Caffe2 - (三十三) Detectron 之 roi_data - data loader

loader thread\
loader thread \                    / GPU 1 enqueue thread -> feed -> EnqueueOp
...           -> minibatch queue ->  ...
loader thread /                    \ GPU N enqueue thread -> feed -> EnqueueOp
loader thread/

<---------------------------- CPU -----------------------------|---- GPU ---->

from __future__ import absolute_import
from __future__ import division
from __future__ import print_function
from __future__ import unicode_literals

from collections import deque
from collections import OrderedDict
import logging
import numpy as np
import Queue
import signal
import threading
import time
import uuid

from caffe2.python import core, workspace

from core.config import cfg
from roi_data.minibatch import get_minibatch
from roi_data.minibatch import get_minibatch_blob_names
from utils.coordinator import coordinated_get
from utils.coordinator import coordinated_put
from utils.coordinator import Coordinator
import utils.c2 as c2_utils

logger = logging.getLogger(__name__)


class RoIDataLoader(object):
    def __init__(self, roidb, num_loaders=4, minibatch_queue_size=64, blobs_queue_capacity=8 ):
        self._roidb = roidb
        self._lock = threading.Lock()
        self._perm = deque(range(len(self._roidb)))
        self._cur = 0  # _perm cursor
        # minibatch 队列将训练数据保存在 host(CPU) 内存里.
        # 当 GPUs N>1 时， minibatch 队列里的每个元素实际上是部分的(partial minibatch)，
        # 对整个 minibatch，每个 GPU 分别有 1/N 个样本.
        self._minibatch_queue = Queue.Queue(maxsize=minibatch_queue_size)
        self._blobs_queue_capacity = blobs_queue_capacity
        # 随机队列名，in case one instantiates multple RoIDataLoaders
        self._loader_id = uuid.uuid4()
        self._blobs_queue_name = 'roi_blobs_queue_{}'.format(self._loader_id)
        # Loader 线程(threads) 构建 (partial) minibatches， 并将其送入 minibatch 队列
        self._num_loaders = num_loaders
        self._num_gpus = cfg.NUM_GPUS
        self.coordinator = Coordinator()

        self._output_names = get_minibatch_blob_names() # 根据data loader 读取顺序，获取 blob names.
        self._shuffle_roidb_inds()
        self.create_threads()


    def minibatch_loader_thread(self):
        """
        加载 mini-batches，并送入 mini-batch 队列.
        """
        with self.coordinator.stop_on_exception():
            while not self.coordinator.should_stop():
                blobs = self.get_next_minibatch()
                # 必须根据 self.get_output_names 的顺序将 Blobs 存在队列里
                ordered_blobs = OrderedDict()
                for key in self.get_output_names():
                    assert blobs[key].dtype in (np.int32, np.float32), \
                        'Blob {} of dtype {} must have dtype of ' \
                        'np.int32 or np.float32'.format(key, blobs[key].dtype)
                    ordered_blobs[key] = blobs[key]
                coordinated_put(self.coordinator, self._minibatch_queue, ordered_blobs)
        logger.info('Stopping mini-batch loading thread')

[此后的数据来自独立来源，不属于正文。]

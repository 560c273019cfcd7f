use crate::error::{ParseError, RowParseWarning};
use crate::models::{RawRow, INSTITUTION_COLUMN};
use csv::{ReaderBuilder, Trim};
use std::collections::BTreeSet;
use tracing::{debug, info, warn};

/// A wide enrollment table: one `Institution` column plus `{Measure}_{Year}` columns.
#[derive(Debug, Clone, Default)]
pub struct ParsedTable {
    pub columns: Vec<String>,
    pub rows: Vec<RawRow>,
    pub warnings: Vec<RowParseWarning>,
}

impl ParsedTable {
    /// Distinct non-empty institution names, ascending.
    pub fn institutions(&self) -> Vec<String> {
        institutions(&self.rows)
    }

    /// Years that have a `Total_` column, ascending.
    pub fn years(&self) -> Vec<String> {
        years(&self.columns)
    }

    /// First row for the institution, if any.
    pub fn find_row(&self, institution: &str) -> Option<&RawRow> {
        self.rows
            .iter()
            .find(|row| row.get(INSTITUTION_COLUMN).map(String::as_str) == Some(institution))
    }
}

/// Parse delimited text with a header row.
///
/// Row-level problems are collected in `warnings`; only a table with no
/// readable header (or no `Institution` column) is an error.
pub fn parse(raw_text: &str) -> Result<ParsedTable, ParseError> {
    if raw_text.trim().is_empty() {
        return Err(ParseError::EmptyInput);
    }

    let mut reader = ReaderBuilder::new()
        .has_headers(true)
        .flexible(true)
        .trim(Trim::All)
        .from_reader(raw_text.as_bytes());

    let columns: Vec<String> = reader
        .headers()
        .map_err(|e| ParseError::Malformed(e.to_string()))?
        .iter()
        .map(|h| h.to_string())
        .collect();

    if columns.iter().all(|c| c.is_empty()) {
        return Err(ParseError::EmptyInput);
    }
    if !columns.iter().any(|c| c == INSTITUTION_COLUMN) {
        return Err(ParseError::MissingInstitutionColumn);
    }

    let mut rows = Vec::new();
    let mut warnings = Vec::new();

    // A repeated header keeps its first column; later copies are ignored.
    let mut seen = BTreeSet::new();
    for column in &columns {
        if !column.is_empty() && !seen.insert(column.as_str()) {
            warnings.push(RowParseWarning {
                line: 1,
                message: format!("duplicate column {:?}; only the first is used", column),
            });
        }
    }

    for result in reader.records() {
        let record = match result {
            Ok(record) => record,
            Err(e) => {
                let line = e.position().map(|p| p.line()).unwrap_or(0);
                warnings.push(RowParseWarning {
                    line,
                    message: e.to_string(),
                });
                continue;
            }
        };
        let line = record.position().map(|p| p.line()).unwrap_or(0);

        // Blank lines come through as a single empty field.
        if record.iter().all(|field| field.is_empty()) {
            continue;
        }

        if record.len() > columns.len() {
            warnings.push(RowParseWarning {
                line,
                message: format!(
                    "row has {} fields, expected {}; extra fields ignored",
                    record.len(),
                    columns.len()
                ),
            });
        }

        let mut row = RawRow::new();
        for (column, value) in columns.iter().zip(record.iter()) {
            row.entry(column.clone()).or_insert_with(|| value.to_string());
        }

        match row.get(INSTITUTION_COLUMN) {
            Some(name) if !name.is_empty() => rows.push(row),
            _ => warnings.push(RowParseWarning {
                line,
                message: "row has no institution name".to_string(),
            }),
        }
    }

    for warning in &warnings {
        debug!(%warning, "skipped or truncated row");
    }
    if !warnings.is_empty() {
        warn!(count = warnings.len(), "table parsed with row warnings");
    }
    info!(rows = rows.len(), columns = columns.len(), "parsed enrollment table");

    Ok(ParsedTable {
        columns,
        rows,
        warnings,
    })
}

pub fn institutions(rows: &[RawRow]) -> Vec<String> {
    rows.iter()
        .filter_map(|row| row.get(INSTITUTION_COLUMN))
        .filter(|name| !name.is_empty())
        .cloned()
        .collect::<BTreeSet<_>>()
        .into_iter()
        .collect()
}

/// Only a `Total_{Year}` column makes a year selectable.
pub fn years(columns: &[String]) -> Vec<String> {
    columns
        .iter()
        .filter_map(|column| column.strip_prefix("Total_"))
        .filter(|year| !year.is_empty())
        .map(|year| year.to_string())
        .collect::<BTreeSet<_>>()
        .into_iter()
        .collect()
}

    def enqueue_blobs_thread(self, gpu_id, blob_names):
        """
        从 mini-batch 队列将 mini-batches 迁移到 BlobsQueue.
        """
        with self.coordinator.stop_on_exception():
            while not self.coordinator.should_stop():
                if self._minibatch_queue.qsize == 0:
                    logger.warning('Mini-batch queue is empty')
                blobs = coordinated_get(self.coordinator, self._minibatch_queue)
                self.enqueue_blobs(gpu_id, blob_names, blobs.values())
                logger.debug('batch queue size {}'.format(self._minibatch_queue.qsize()))
            logger.info('Stopping enqueue thread')

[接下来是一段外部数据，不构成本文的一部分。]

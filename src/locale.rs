//! Session-scoped locale state, string lookup and number formatting.
//!
//! The dashboard does not own its strings: anything implementing [`Translate`]
//! can back a [`LocaleContext`]. [`Catalog`] is the TOML-backed default, with
//! English and French tables embedded from `locales.toml`.
//!
//! Locale changes are broadcast to subscribers synchronously, after the new
//! locale is in place, so every format call made after `set_locale` returns
//! sees the new locale.

use crate::aggregate::round1;
use regex::{Captures, Regex};
use serde::{Deserialize, Serialize};
use std::fmt;
use std::path::{Path, PathBuf};
use std::sync::OnceLock;
use tracing::{debug, info, warn};

pub const FALLBACK_LOCALE: &str = "en";

const BUILTIN_CATALOG: &str = include_str!("locales.toml");

/// String lookup collaborator.
pub trait Translate {
    /// Locale codes this source has tables for.
    fn locales(&self) -> Vec<String>;

    /// Value for a dotted key such as `buttons.add`, if present.
    fn lookup(&self, locale: &str, key: &str) -> Option<String>;
}

/// Translation tables keyed by locale code, loaded from TOML.
#[derive(Debug, Clone, Default)]
pub struct Catalog {
    tables: toml::Table,
}

impl Catalog {
    pub fn from_toml(text: &str) -> Result<Self, toml::de::Error> {
        let tables: toml::Table = toml::from_str(text)?;
        Ok(Self { tables })
    }

    /// The embedded English/French catalog.
    pub fn builtin() -> Self {
        Self::from_toml(BUILTIN_CATALOG).expect("embedded locales.toml is valid TOML")
    }
}

impl Translate for Catalog {
    fn locales(&self) -> Vec<String> {
        self.tables
            .iter()
            .filter(|(_, value)| value.is_table())
            .map(|(code, _)| code.clone())
            .collect()
    }

    fn lookup(&self, locale: &str, key: &str) -> Option<String> {
        let mut value = self.tables.get(locale)?;
        for part in key.split('.') {
            value = value.as_table()?.get(part)?;
        }
        value.as_str().map(|s| s.to_string())
    }
}

fn placeholder_pattern() -> &'static Regex {
    static PATTERN: OnceLock<Regex> = OnceLock::new();
    PATTERN.get_or_init(|| Regex::new(r"\{(\w+)\}").expect("placeholder pattern compiles"))
}

/// Replace `{name}` placeholders. Unknown or empty parameters leave the placeholder as is.
pub fn interpolate(template: &str, params: &[(&str, &str)]) -> String {
    if params.is_empty() {
        return template.to_string();
    }
    placeholder_pattern()
        .replace_all(template, |caps: &Captures| {
            params
                .iter()
                .find(|(name, value)| *name == &caps[1] && !value.is_empty())
                .map(|(_, value)| value.to_string())
                .unwrap_or_else(|| caps[0].to_string())
        })
        .into_owned()
}

#[derive(Debug, Clone, Copy, PartialEq, Eq, Hash)]
pub struct SubscriptionId(u64);

type Observer = Box<dyn FnMut(&str)>;

pub struct LocaleContext {
    current: String,
    translations: Box<dyn Translate>,
    observers: Vec<(SubscriptionId, Observer)>,
    next_subscription: u64,
}

impl fmt::Debug for LocaleContext {
    fn fmt(&self, f: &mut fmt::Formatter) -> fmt::Result {
        f.debug_struct("LocaleContext")
            .field("current", &self.current)
            .field("observers", &self.observers.len())
            .finish()
    }
}

impl LocaleContext {
    /// Context over the embedded catalog, starting at `initial` if it is known.
    pub fn new(initial: &str) -> Self {
        Self::with_translations(Box::new(Catalog::builtin()), initial)
    }

    pub fn with_translations(translations: Box<dyn Translate>, initial: &str) -> Self {
        let available = translations.locales();
        let current = if available.iter().any(|code| code == initial) {
            initial.to_string()
        } else {
            warn!(requested = initial, fallback = FALLBACK_LOCALE, "unknown locale, using fallback");
            FALLBACK_LOCALE.to_string()
        };
        Self {
            current,
            translations,
            observers: Vec::new(),
            next_subscription: 0,
        }
    }

    pub fn locale(&self) -> &str {
        &self.current
    }

    pub fn available_locales(&self) -> Vec<String> {
        self.translations.locales()
    }

    /// Switch locale and notify subscribers. Unknown codes are ignored and return `false`.
    pub fn set_locale(&mut self, code: &str) -> bool {
        if !self.available_locales().iter().any(|c| c == code) {
            debug!(code, "ignoring unknown locale");
            return false;
        }
        self.current = code.to_string();
        info!(locale = code, subscribers = self.observers.len(), "locale changed");
        for (_, observer) in self.observers.iter_mut() {
            observer(code);
        }
        true
    }

    pub fn subscribe(&mut self, observer: impl FnMut(&str) + 'static) -> SubscriptionId {
        self.next_subscription += 1;
        let id = SubscriptionId(self.next_subscription);
        self.observers.push((id, Box::new(observer)));
        id
    }

    pub fn unsubscribe(&mut self, id: SubscriptionId) {
        self.observers.retain(|(sub, _)| *sub != id);
    }

    /// Lookup in the current locale; a missing key comes back unchanged.
    pub fn translate(&self, key: &str) -> String {
        self.translate_with(key, &[])
    }

    pub fn translate_with(&self, key: &str, params: &[(&str, &str)]) -> String {
        match self.translations.lookup(&self.current, key) {
            Some(template) if !template.is_empty() => interpolate(&template, params),
            _ => key.to_string(),
        }
    }

    pub fn format_number(&self, value: f64) -> String {
        format_number(value, &self.current)
    }

    pub fn format_percentage(&self, value: f64) -> String {
        format_percentage(value, &self.current)
    }
}

fn is_french(locale: &str) -> bool {
    locale.starts_with("fr")
}

fn group_digits(digits: &str, separator: char) -> String {
    let mut grouped = String::with_capacity(digits.len() + digits.len() / 3);
    for (i, c) in digits.chars().enumerate() {
        if i > 0 && (digits.len() - i) % 3 == 0 {
            grouped.push(separator);
        }
        grouped.push(c);
    }
    grouped
}

fn grouping_separator(locale: &str) -> char {
    if is_french(locale) {
        '\u{a0}'
    } else {
        ','
    }
}

/// Whole-number count with thousands grouping: `12,345` (en) or `12 345` (fr).
pub fn format_number(value: f64, locale: &str) -> String {
    if !value.is_finite() {
        return String::new();
    }
    let rounded = value.round();
    let digits = format!("{:.0}", rounded.abs());
    let grouped = group_digits(&digits, grouping_separator(locale));
    if rounded < 0.0 {
        format!("-{grouped}")
    } else {
        grouped
    }
}

/// One-decimal percentage: `48.0%` (en) or `48,0 %` (fr).
pub fn format_percentage(value: f64, locale: &str) -> String {
    if !value.is_finite() {
        return String::new();
    }
    let rounded = round1(value);
    let text = format!("{:.1}", rounded.abs());
    let (whole, fraction) = text.split_once('.').unwrap_or((text.as_str(), "0"));
    let sign = if rounded < 0.0 { "-" } else { "" };
    let whole = group_digits(whole, grouping_separator(locale));
    if is_french(locale) {
        format!("{sign}{whole},{fraction} %")
    } else {
        format!("{sign}{whole}.{fraction}%")
    }
}

#[derive(Debug, Serialize, Deserialize)]
struct LocaleState {
    locale: String,
}

/// Remembers the last selected locale across runs in a small TOML file.
#[derive(Debug, Clone)]
pub struct LocaleStore {
    path: PathBuf,
}

impl LocaleStore {
    pub fn new(path: impl AsRef<Path>) -> Self {
        Self {
            path: path.as_ref().to_path_buf(),
        }
    }

    /// The remembered locale, or `None` if nothing readable was saved.
    pub fn load(&self) -> Option<String> {
        let content = std::fs::read_to_string(&self.path).ok()?;
        match toml::from_str::<LocaleState>(&content) {
            Ok(state) => Some(state.locale),
            Err(e) => {
                warn!(path = %self.path.display(), error = %e, "ignoring unreadable locale state");
                None
            }
        }
    }

    pub fn save(&self, locale: &str) -> anyhow::Result<()> {
        let content = toml::to_string_pretty(&LocaleState {
            locale: locale.to_string(),
        })?;
        std::fs::write(&self.path, content)?;
        Ok(())
    }
}

#[cfg(test)]
mod tests {
    use super::*;
    use std::cell::RefCell;
    use std::rc::Rc;
    use tempfile::tempdir;

    #[test]
    fn builtin_catalog_has_english_and_french() {
        let ctx = LocaleContext::new("en");
        assert_eq!(ctx.available_locales(), vec!["en", "fr"]);
        assert_eq!(ctx.translate("buttons.add"), "Add");
        assert_eq!(ctx.translate("dashboardTitle"), "University Data");
    }

    #[test]
    fn missing_keys_echo_back() {
        let ctx = LocaleContext::new("fr");
        assert_eq!(ctx.translate("no.such.key"), "no.such.key");
        // A table is not a string value.
        assert_eq!(ctx.translate("buttons"), "buttons");
    }

    #[test]
    fn interpolation_fills_known_params() {
        assert_eq!(interpolate("{a} and {b}", &[("a", "x")]), "x and {b}");
        assert_eq!(interpolate("{a}", &[("a", "")]), "{a}");
        let ctx = LocaleContext::new("en");
        assert_eq!(
            ctx.translate_with("charts.enrollmentTitle", &[("institution", "McGill")]),
            "McGill has the largest enrollment"
        );
    }

    #[test]
    fn unknown_initial_locale_falls_back() {
        let ctx = LocaleContext::new("zz");
        assert_eq!(ctx.locale(), FALLBACK_LOCALE);
    }

    #[test]
    fn set_locale_notifies_subscribers_after_change() {
        let mut ctx = LocaleContext::new("en");
        let seen = Rc::new(RefCell::new(Vec::new()));
        let sink = Rc::clone(&seen);
        let id = ctx.subscribe(move |code| sink.borrow_mut().push(code.to_string()));

        assert!(ctx.set_locale("fr"));
        assert_eq!(ctx.translate("buttons.add"), "Ajouter");
        assert!(!ctx.set_locale("de"));
        assert_eq!(ctx.locale(), "fr");

        ctx.unsubscribe(id);
        assert!(ctx.set_locale("en"));
        assert_eq!(*seen.borrow(), vec!["fr".to_string()]);
    }

    #[test]
    fn numbers_follow_locale() {
        assert_eq!(format_number(1234567.0, "en"), "1,234,567");
        assert_eq!(format_number(1234567.0, "fr"), "1\u{a0}234\u{a0}567");
        assert_eq!(format_number(999.5, "en"), "1,000");
        assert_eq!(format_number(12.0, "en"), "12");
        assert_eq!(format_number(-4500.0, "en"), "-4,500");
        assert_eq!(format_number(f64::NAN, "en"), "");
    }

    #[test]
    fn percentages_follow_locale() {
        assert_eq!(format_percentage(48.0, "en"), "48.0%");
        assert_eq!(format_percentage(48.0, "fr"), "48,0 %");
        assert_eq!(format_percentage(33.333, "en"), "33.3%");
        assert_eq!(format_percentage(1234.56, "en"), "1,234.6%");
    }

    #[test]
    fn locale_store_round_trips() {
        let dir = tempdir().unwrap();
        let store = LocaleStore::new(dir.path().join("locale.toml"));
        assert_eq!(store.load(), None);
        store.save("fr").unwrap();
        assert_eq!(store.load(), Some("fr".to_string()));
    }

    #[test]
    fn locale_store_ignores_garbage() {
        let dir = tempdir().unwrap();
        let path = dir.path().join("locale.toml");
        std::fs::write(&path, "not = [valid").unwrap();
        assert_eq!(LocaleStore::new(&path).load(), None);
    }
}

    def get_next_minibatch(self):
        """
        返回 next minibatch 所需要的 blobs.
        Thread safe.
        """
        valid = False
        while not valid:
            db_inds = self._get_next_minibatch_inds()
            minibatch_db = [self._roidb[i] for i in db_inds] 
            blobs, valid = get_minibatch(minibatch_db)
        return blobs


    def _shuffle_roidb_inds(self):
        """
        随机打乱训练 roidb.
        Not thread safe.
        """
        if cfg.TRAIN.ASPECT_GROUPING:
            widths = np.array([r['width'] for r in self._roidb])
            heights = np.array([r['height'] for r in self._roidb])
            horz = (widths >= heights)
            vert = np.logical_not(horz)
            horz_inds = np.where(horz)[0]
            vert_inds = np.where(vert)[0]
            inds = np.hstack((np.random.permutation(horz_inds),
                              np.random.permutation(vert_inds) ))
            inds = np.reshape(inds, (-1, 2))
            row_perm = np.random.permutation(np.arange(inds.shape[0]))
            inds = np.reshape(inds[row_perm, :], (-1, ))
            self._perm = inds
        else:
            self._perm = np.random.permutation(np.arange(len(self._roidb)))
        self._perm = deque(self._perm)
        self._cur = 0


    def _get_next_minibatch_inds(self):
        """
        返回 next minibatch 的 roidb 索引indices.
        Thread safe.
        """
        with self._lock:
            # We use a deque and always take the *first* IMS_PER_BATCH items
            # followed by *rotating* the deque so that we see fresh items
            # each time. If the length of _perm is not divisible by
            # IMS_PER_BATCH, then we end up wrapping around the permutation.
            db_inds = [self._perm[i] for i in range(cfg.TRAIN.IMS_PER_BATCH)]
            self._perm.rotate(-cfg.TRAIN.IMS_PER_BATCH)
            self._cur += cfg.TRAIN.IMS_PER_BATCH
            if self._cur >= len(self._perm):
                self._shuffle_roidb_inds()
        return db_inds


    def get_output_names(self):
        return self._output_names


    def enqueue_blobs(self, gpu_id, blob_names, blobs):
        """
        将 mini-batch 放入 BlobsQueue.
        """
        assert len(blob_names) == len(blobs)
        t = time.time()
        dev = c2_utils.CudaDevice(gpu_id)
        queue_name = 'gpu_{}/{}'.format(gpu_id, self._blobs_queue_name)
        blob_names = ['gpu_{}/{}'.format(gpu_id, b) for b in blob_names]
        for (blob_name, blob) in zip(blob_names, blobs):
            workspace.FeedBlob(blob_name, blob, device_option=dev)
        logger.debug('enqueue_blobs {}: workspace.FeedBlob: {}'.
                     format(gpu_id, time.time() - t) )
        t = time.time()
        op = core.CreateOperator( 'SafeEnqueueBlobs', [queue_name] + blob_names,
                                  blob_names + [queue_name + '_enqueue_status'],
                                  device_option=dev )
        workspace.RunOperatorOnce(op)
        logger.debug( 'enqueue_blobs {}: workspace.RunOperatorOnce: {}'.
                      format(gpu_id, time.time() - t) )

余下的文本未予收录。